No diaspora Jew in the West can look at a leftist party today and find safety in it. The mask has slipped. For all their rhetoric about tolerance and justice, these movements have chosen to side with those who glorify the murder of Jews. Once, Jews could at least hope that liberal parties would defend them against reactionary forces on the Right. Today, the imminent danger comes from the Left, where the obsession with “Palestine” has become a litmus test of ideological purity, and Jewish safety is dismissed as an inconvenient distraction.
In fact, what we are seeing today is Oslo Accords 2.0. The First Intifada delivered Oslo; the October 7th massacre has somehow delivered premature recognition of “Palestinian statehood.”
Once again, violence has preceded diplomatic reward. Once again, Western “leaders” are mistaking gestures for substance, projecting their own fantasies of compromise onto a society that has never demonstrated the willingness or ability to build a peaceful state alongside Israel. Once again, recognition is being offered without responsibility, sovereignty without accountability, and legitimacy without reform.

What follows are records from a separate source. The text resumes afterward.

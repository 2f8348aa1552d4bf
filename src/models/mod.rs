pub mod cache;
pub mod catalog;
pub mod config;
pub mod feed;
pub mod game;
pub mod image;
pub mod post;
pub mod repository;
pub mod scan;
pub mod time;

// Re-export important structs for convenience
pub use config::Config;
pub use feed::FeedStore;
pub use post::{Comment, ImageRef, Post, PostDetail};
pub use repository::{PostRepository, SeedRepository};
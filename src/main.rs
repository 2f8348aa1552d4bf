use std::fs::OpenOptions;
use std::path::Path;

use anyhow::{Context, Result};

use collectui::cli::Flags;
use collectui::models::cache;
use collectui::models::image::DirectoryPicker;
use collectui::models::time::SystemClock;
use collectui::models::{Config, FeedStore, SeedRepository};

// The terminal belongs to the UI, so logs go to a file.
fn init_logging(explicit: Option<&Path>) -> Result<()> {
    let path = cache::log_file_path(explicit)?;
    let file = OpenOptions::new()
        .create(true)
        .append(true)
        .open(&path)
        .with_context(|| format!("Failed to open log file at {:?}", path))?;

    env_logger::Builder::from_env(env_logger::Env::default().default_filter_or("info"))
        .target(env_logger::Target::Pipe(Box::new(file)))
        .init();
    Ok(())
}

#[tokio::main]
async fn main() -> Result<()> {
    let flags = Flags::from_args();

    let config = Config::load(flags.config.as_deref())?;

    let log_file = flags.log_file.as_deref().or(config.log_file.as_deref());
    init_logging(log_file)?;
    match &config.source {
        Some(path) => log::info!("Loaded config from {:?}", path),
        None => log::info!("No config file found, using defaults"),
    }
    log::info!("Starting on {:?}", flags.start_tab());

    let feed = FeedStore::new(Box::new(SeedRepository), Box::new(SystemClock))
        .with_comment_author(config.comment_author.clone())
        .retain_comments(config.retain_comments);
    let picker = DirectoryPicker::new(config.image_dir.clone());

    collectui::start_app(config, feed, Box::new(picker), flags.start_tab()).await?;

    log::info!("Exiting");
    Ok(())
}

The consequences are not theoretical. By recognizing a “Palestinian state” now, Western governments are teaching Palestinians the worst possible lesson. Instead of incentivizing reform — dismantling terror networks, fighting corruption, and preparing their people for coexistence — this move sends the opposite message: Rejection is rewarded, violence pays, and sovereignty requires nothing in return.

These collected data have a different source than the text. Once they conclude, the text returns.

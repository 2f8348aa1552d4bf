use std::io;
use ratatui::{
    widgets::{Block, Borders, Clear, Paragraph, Tabs, Wrap},
    layout::{Alignment, Layout, Constraint, Direction, Rect},
    style::{Style, Color, Modifier},
    Terminal, Frame,
    text::Line,
    prelude::Span,
};
use crossterm::{
    terminal::{disable_raw_mode, enable_raw_mode, EnterAlternateScreen, LeaveAlternateScreen},
    execute,
};

use crate::controllers::app::{Alert, App};
use crate::controllers::navigation::{Route, Tab};
use crate::views::{community, screens};
use crate::views::widgets::centered_rect;

pub const ACCENT: Color = Color::Rgb(0xFF, 0x47, 0x85);
pub const MUTED: Color = Color::Rgb(0x6B, 0x72, 0x80);

pub fn setup_terminal() -> io::Result<Terminal<ratatui::backend::CrosstermBackend<io::Stdout>>> {
    enable_raw_mode()?;
    let mut stdout = io::stdout();
    execute!(stdout, EnterAlternateScreen)?;
    let backend = ratatui::backend::CrosstermBackend::new(stdout);
    Terminal::new(backend)
}

pub fn restore_terminal(terminal: &mut Terminal<ratatui::backend::CrosstermBackend<io::Stdout>>) -> io::Result<()> {
    disable_raw_mode()?;
    execute!(terminal.backend_mut(), LeaveAlternateScreen)?;
    terminal.show_cursor()
}

pub fn render_ui<B: ratatui::backend::Backend>(f: &mut Frame<B>, app: &mut App) {
    let size = f.size();

    match app.route() {
        Route::Game => screens::render_game(f, size, app),
        Route::Tab(tab) => {
            let chunks = Layout::default()
                .direction(Direction::Vertical)
                .constraints([
                    Constraint::Length(3),
                    Constraint::Min(0),
                    Constraint::Length(1),
                ].as_ref())
                .split(size);

            render_tab_bar(f, chunks[0], app.active_tab());
            match tab {
                Tab::Home => screens::render_home(f, chunks[1]),
                Tab::Scan => screens::render_scan(f, chunks[1], app),
                Tab::Rewards => screens::render_rewards(f, chunks[1]),
                Tab::Community => community::render_feed(f, chunks[1], app),
                Tab::Profile => screens::render_profile(f, chunks[1]),
            }
            render_help(f, chunks[2], tab);

            if tab == Tab::Community {
                community::render_dialogs(f, size, app);
            }
        }
    }

    if let Some(alert) = app.alert() {
        render_alert(f, size, alert);
    }
}

fn render_tab_bar<B: ratatui::backend::Backend>(f: &mut Frame<B>, area: Rect, active: Tab) {
    let titles: Vec<Line> = Tab::ALL
        .iter()
        .enumerate()
        .map(|(i, tab)| Line::from(format!("{} {}", i + 1, tab.title())))
        .collect();

    let tabs = Tabs::new(titles)
        .block(Block::default().borders(Borders::ALL).title("POPMART"))
        .select(active.index())
        .style(Style::default().fg(MUTED))
        .highlight_style(Style::default().fg(ACCENT).add_modifier(Modifier::BOLD));

    f.render_widget(tabs, area);
}

fn render_help<B: ratatui::backend::Backend>(f: &mut Frame<B>, area: Rect, tab: Tab) {
    let keys = match tab {
        Tab::Home => "enter scan your toy",
        Tab::Scan => "enter start scan",
        Tab::Community => "j/k move  enter open  +/- vote  n new post",
        Tab::Rewards | Tab::Profile => "",
    };
    let line = Line::from(vec![
        Span::styled(keys, Style::default().fg(Color::Gray)),
        Span::styled("  tab/1-5 switch  q quit", Style::default().fg(MUTED)),
    ]);
    f.render_widget(Paragraph::new(line), area);
}

fn render_alert<B: ratatui::backend::Backend>(f: &mut Frame<B>, size: Rect, alert: &Alert) {
    let area = centered_rect(50, 7, size);
    let block = Block::default()
        .title(Span::styled(alert.title.as_str(), Style::default().add_modifier(Modifier::BOLD)))
        .borders(Borders::ALL)
        .border_style(Style::default().fg(ACCENT));

    let text = vec![
        Line::from(alert.message.as_str()),
        Line::from(""),
        Line::from(Span::styled("[Enter] OK", Style::default().fg(ACCENT))),
    ];

    f.render_widget(Clear, area);
    f.render_widget(
        Paragraph::new(text)
            .block(block)
            .alignment(Alignment::Center)
            .wrap(Wrap { trim: true }),
        area,
    );
}

#[cfg(test)]
mod tests {
    use std::fs::File;

    use crossterm::event::{KeyCode, KeyEvent, KeyModifiers};
    use ratatui::backend::TestBackend;
    use tokio::sync::mpsc;

    use super::*;
    use crate::models::image::DirectoryPicker;
    use crate::models::time::SystemClock;
    use crate::models::{Config, FeedStore, SeedRepository};

    fn render(app: &mut App) -> String {
        let mut terminal = Terminal::new(TestBackend::new(100, 40)).unwrap();
        terminal.draw(|f| render_ui(f, app)).unwrap();
        let buffer = terminal.backend().buffer().clone();
        buffer
            .content
            .chunks(buffer.area.width as usize)
            .map(|row| row.iter().map(|cell| cell.symbol.as_str()).collect::<String>())
            .collect::<Vec<_>>()
            .join("\n")
    }

    fn app_with_picker(start: Tab, picker: DirectoryPicker) -> App {
        let (tx, _rx) = mpsc::unbounded_channel();
        let feed = FeedStore::new(Box::new(SeedRepository), Box::new(SystemClock));
        App::new(Config::default(), feed, Box::new(picker), tx, start)
    }

    fn app(start: Tab) -> App {
        app_with_picker(start, DirectoryPicker::new(None))
    }

    fn press(app: &mut App, code: KeyCode) {
        app.handle_key(KeyEvent::new(code, KeyModifiers::NONE));
    }

    #[test]
    fn renders_every_tab() {
        for tab in Tab::ALL {
            let screen = render(&mut app(tab));
            assert!(screen.contains("Community"), "tab bar missing on {:?}", tab);
        }
        assert!(render(&mut app(Tab::Home)).contains("Welcome to POPMART"));
        assert!(render(&mut app(Tab::Rewards)).contains("POPMART2024"));
        assert!(render(&mut app(Tab::Profile)).contains("Sarah Parker"));
    }

    #[test]
    fn community_lists_seed_posts() {
        let screen = render(&mut app(Tab::Community));
        assert!(screen.contains("My Limited Edition POPMART Figurine!"));
        assert!(screen.contains("My DIMOOOOOOO"));
    }

    #[test]
    fn detail_dialog_and_alert_are_drawn() {
        let mut app = app(Tab::Community);
        press(&mut app, KeyCode::Enter);

        let screen = render(&mut app);
        assert!(screen.contains("Posted by PopMartLover"));
        assert!(screen.contains("[Enter] Post  [Esc] Close"));

        press(&mut app, KeyCode::Enter);
        let screen = render(&mut app);
        assert!(screen.contains("Empty Comment"));
        assert!(screen.contains("Please write something before posting."));
    }

    #[test]
    fn compose_dialog_and_empty_post_alert_are_drawn() {
        let mut app = app(Tab::Community);
        press(&mut app, KeyCode::Char('n'));
        assert!(render(&mut app).contains("Create Post"));

        press(&mut app, KeyCode::Enter);
        assert!(render(&mut app).contains("Empty Post"));
    }

    #[test]
    fn picker_dialog_lists_images() {
        let dir = tempfile::tempdir().unwrap();
        File::create(dir.path().join("molly.png")).unwrap();
        let mut app = app_with_picker(
            Tab::Community,
            DirectoryPicker::new(Some(dir.path().to_path_buf())),
        );

        press(&mut app, KeyCode::Char('n'));
        app.handle_key(KeyEvent::new(KeyCode::Char('u'), KeyModifiers::CONTROL));

        let screen = render(&mut app);
        assert!(screen.contains("Choose Image"));
        assert!(screen.contains("molly.png"));
    }
}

That lesson will not remain confined to Ramallah and Gaza. Iran will celebrate this as vindication of its “axis of resistance.” Hezbollah will interpret it as proof that terrorism bends the will of the West. Jihadist groups elsewhere will be emboldened to escalate, convinced that mass violence followed by victimhood narratives remains the fastest road to legitimacy.
Even more obscene is the timing. Dozens of Israeli hostages remain in Hamas captivity, enduring unimaginable horrors. To recognize a Palestinian state in this moment is to tell their captors: Your crimes are irrelevant, your brutality carries no consequence. It erases the hostages, turning them into forgotten props in a Western morality play. This is not diplomacy; it is complicity.
Worse still, it represents a grotesque moral inversion. Israel is punished for defending itself against the worst slaughter of Jews since the Holocaust, while Hamas is implicitly rewarded despite committing that slaughter. The democracies of the West are treating Israeli self-defense as provocation, while treating terror as entitlement. It is the UN’s twisted logic imported wholesale into Western foreign policy.
The truth is uncomfortable but undeniable: Palestinian society has not yet produced leadership willing — or even capable — of governing in peace with Israel. To recognize a state now, in the immediate aftermath of October 7th, is not just premature. It is reckless, delusional, and morally bankrupt.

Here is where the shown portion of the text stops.